82 - Neuroleptic Malignant Syndrome

Abstract

The neuroleptic malignant syndrome is a rare and potentially fatal syndrome of hyperthermia, rigidity, autonomic instability, and mental status derangement. It is an idiosyncratic reaction to drugs that alter the dopaminergic pathways of the central nervous system (CNS). This chapter describes the clinical features, associated medications and risk factors, differential diagnosis, and pathogenesis of neuroleptic malignant syndrome. The potential symptoms of neuroleptic malignant syndrome can be grouped into four general areas—namely, hyperthermia, muscular rigidity, mental status changes, and autonomic dysfunction.

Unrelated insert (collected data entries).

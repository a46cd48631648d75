//! Configuration module
//!
//! Configuration is read from `PIXMILL_*` environment variables (a `.env` file is
//! loaded first when present). Every setting has a default so an empty environment
//! yields a working local setup.

use std::env;
use std::path::PathBuf;
use std::str::FromStr;
use std::time::Duration;

use crate::storage_types::StorageBackend;

const JPEG_QUALITY: u8 = 90;
const WEBP_QUALITY: u8 = 90;
const AVIF_QUALITY: u8 = 80;
const PNG_COMPRESSION: u8 = 6;
const MAX_DIMENSION: u32 = 16_384;
const MAX_INPUT_SIZE_MB: usize = 50;
const PROCESSING_TIMEOUT_SECS: u64 = 30;
const LOCAL_STORAGE_PATH: &str = "./storage";

/// Image pipeline settings
#[derive(Clone, Debug, PartialEq)]
pub struct ProcessorConfig {
    /// Apply EXIF orientation at decode time
    pub auto_orient: bool,
    pub jpeg_quality: u8,
    pub webp_quality: u8,
    pub avif_quality: u8,
    /// PNG compression level (0-9)
    pub png_compression: u8,
    /// Largest accepted width or height of a decoded image
    pub max_dimension: u32,
    pub max_input_bytes: usize,
    pub processing_timeout: Duration,
}

impl Default for ProcessorConfig {
    fn default() -> Self {
        Self {
            auto_orient: true,
            jpeg_quality: JPEG_QUALITY,
            webp_quality: WEBP_QUALITY,
            avif_quality: AVIF_QUALITY,
            png_compression: PNG_COMPRESSION,
            max_dimension: MAX_DIMENSION,
            max_input_bytes: MAX_INPUT_SIZE_MB * 1024 * 1024,
            processing_timeout: Duration::from_secs(PROCESSING_TIMEOUT_SECS),
        }
    }
}

/// Blob storage settings
#[derive(Clone, Debug, PartialEq)]
pub struct StorageConfig {
    pub backend: StorageBackend,
    pub local_storage_path: PathBuf,
}

impl Default for StorageConfig {
    fn default() -> Self {
        Self {
            backend: StorageBackend::Local,
            local_storage_path: PathBuf::from(LOCAL_STORAGE_PATH),
        }
    }
}

#[derive(Clone, Debug, Default, PartialEq)]
pub struct Config {
    pub environment: String,
    pub processor: ProcessorConfig,
    pub storage: StorageConfig,
}

impl Config {
    pub fn from_env() -> Result<Self, anyhow::Error> {
        dotenvy::dotenv().ok();
        Self::from_lookup(|key| env::var(key).ok())
    }

    /// Build configuration from an arbitrary key lookup.
    ///
    /// Unset keys fall back to defaults; set but unparsable keys are an error.
    pub fn from_lookup<F>(lookup: F) -> Result<Self, anyhow::Error>
    where
        F: Fn(&str) -> Option<String>,
    {
        let processor_defaults = ProcessorConfig::default();
        let storage_defaults = StorageConfig::default();

        let environment = lookup("PIXMILL_ENV")
            .or_else(|| lookup("APP_ENV"))
            .unwrap_or_else(|| "development".to_string());

        let processor = ProcessorConfig {
            auto_orient: parse_or(&lookup, "PIXMILL_AUTO_ORIENT", processor_defaults.auto_orient)?,
            jpeg_quality: parse_quality(&lookup, "PIXMILL_JPEG_QUALITY", processor_defaults.jpeg_quality)?,
            webp_quality: parse_quality(&lookup, "PIXMILL_WEBP_QUALITY", processor_defaults.webp_quality)?,
            avif_quality: parse_quality(&lookup, "PIXMILL_AVIF_QUALITY", processor_defaults.avif_quality)?,
            png_compression: parse_or(&lookup, "PIXMILL_PNG_COMPRESSION", processor_defaults.png_compression)?,
            max_dimension: parse_or(&lookup, "PIXMILL_MAX_DIMENSION", processor_defaults.max_dimension)?,
            max_input_bytes: parse_megabytes(&lookup, "PIXMILL_MAX_INPUT_SIZE_MB", MAX_INPUT_SIZE_MB)?,
            processing_timeout: Duration::from_secs(parse_or(
                &lookup,
                "PIXMILL_PROCESSING_TIMEOUT_SECS",
                PROCESSING_TIMEOUT_SECS,
            )?),
        };

        if processor.png_compression > 9 {
            return Err(anyhow::anyhow!(
                "PIXMILL_PNG_COMPRESSION must be between 0 and 9, got {}",
                processor.png_compression
            ));
        }
        if processor.max_dimension == 0 {
            return Err(anyhow::anyhow!("PIXMILL_MAX_DIMENSION must be positive"));
        }

        let storage = StorageConfig {
            backend: parse_or(&lookup, "PIXMILL_STORAGE_BACKEND", storage_defaults.backend)?,
            local_storage_path: lookup("PIXMILL_STORAGE_PATH")
                .map(PathBuf::from)
                .unwrap_or(storage_defaults.local_storage_path),
        };

        Ok(Config {
            environment,
            processor,
            storage,
        })
    }

    pub fn is_production(&self) -> bool {
        matches!(self.environment.to_lowercase().as_str(), "production" | "prod")
    }
}

fn parse_or<F, T>(lookup: &F, key: &str, default: T) -> Result<T, anyhow::Error>
where
    F: Fn(&str) -> Option<String>,
    T: FromStr,
    T::Err: std::fmt::Display,
{
    match lookup(key) {
        Some(raw) if !raw.trim().is_empty() => raw
            .trim()
            .parse::<T>()
            .map_err(|e| anyhow::anyhow!("Invalid value for {}: {} ({})", key, raw, e)),
        _ => Ok(default),
    }
}

fn parse_quality<F>(lookup: &F, key: &str, default: u8) -> Result<u8, anyhow::Error>
where
    F: Fn(&str) -> Option<String>,
{
    let quality: u8 = parse_or(lookup, key, default)?;
    if quality > 100 {
        return Err(anyhow::anyhow!("{} must be between 0 and 100, got {}", key, quality));
    }
    Ok(quality)
}

/// Megabyte setting converted to bytes
fn parse_megabytes<F>(lookup: &F, key: &str, default: usize) -> Result<usize, anyhow::Error>
where
    F: Fn(&str) -> Option<String>,
{
    let megabytes: usize = parse_or(lookup, key, default)?;
    megabytes
        .checked_mul(1024 * 1024)
        .ok_or_else(|| anyhow::anyhow!("{} is too large: {}", key, megabytes))
}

Phenothiazine, thiothixene, and butyrophenones are the agents most commonly implicated in causing neuroleptic malignant syndrome. The differential diagnosis of neuroleptic malignant syndrome includes other syndromes with hyperthermia as a prominent feature, fever complicating Parkinson's disease (PD) or other extrapyramidal syndromes, and lethal catatonia. Common infectious and metabolic disorders must be ruled out before making the diagnosis of neuroleptic malignant syndrome. Therapy with dopamine (DA) agonists—such as bromocriptine—reduces the recovery time of neuroleptic malignant syndrome. Early diagnoses resulting in prompt supportive measures in combination with drug therapy have significantly reduced the mortality from neuroleptic malignant syndrome.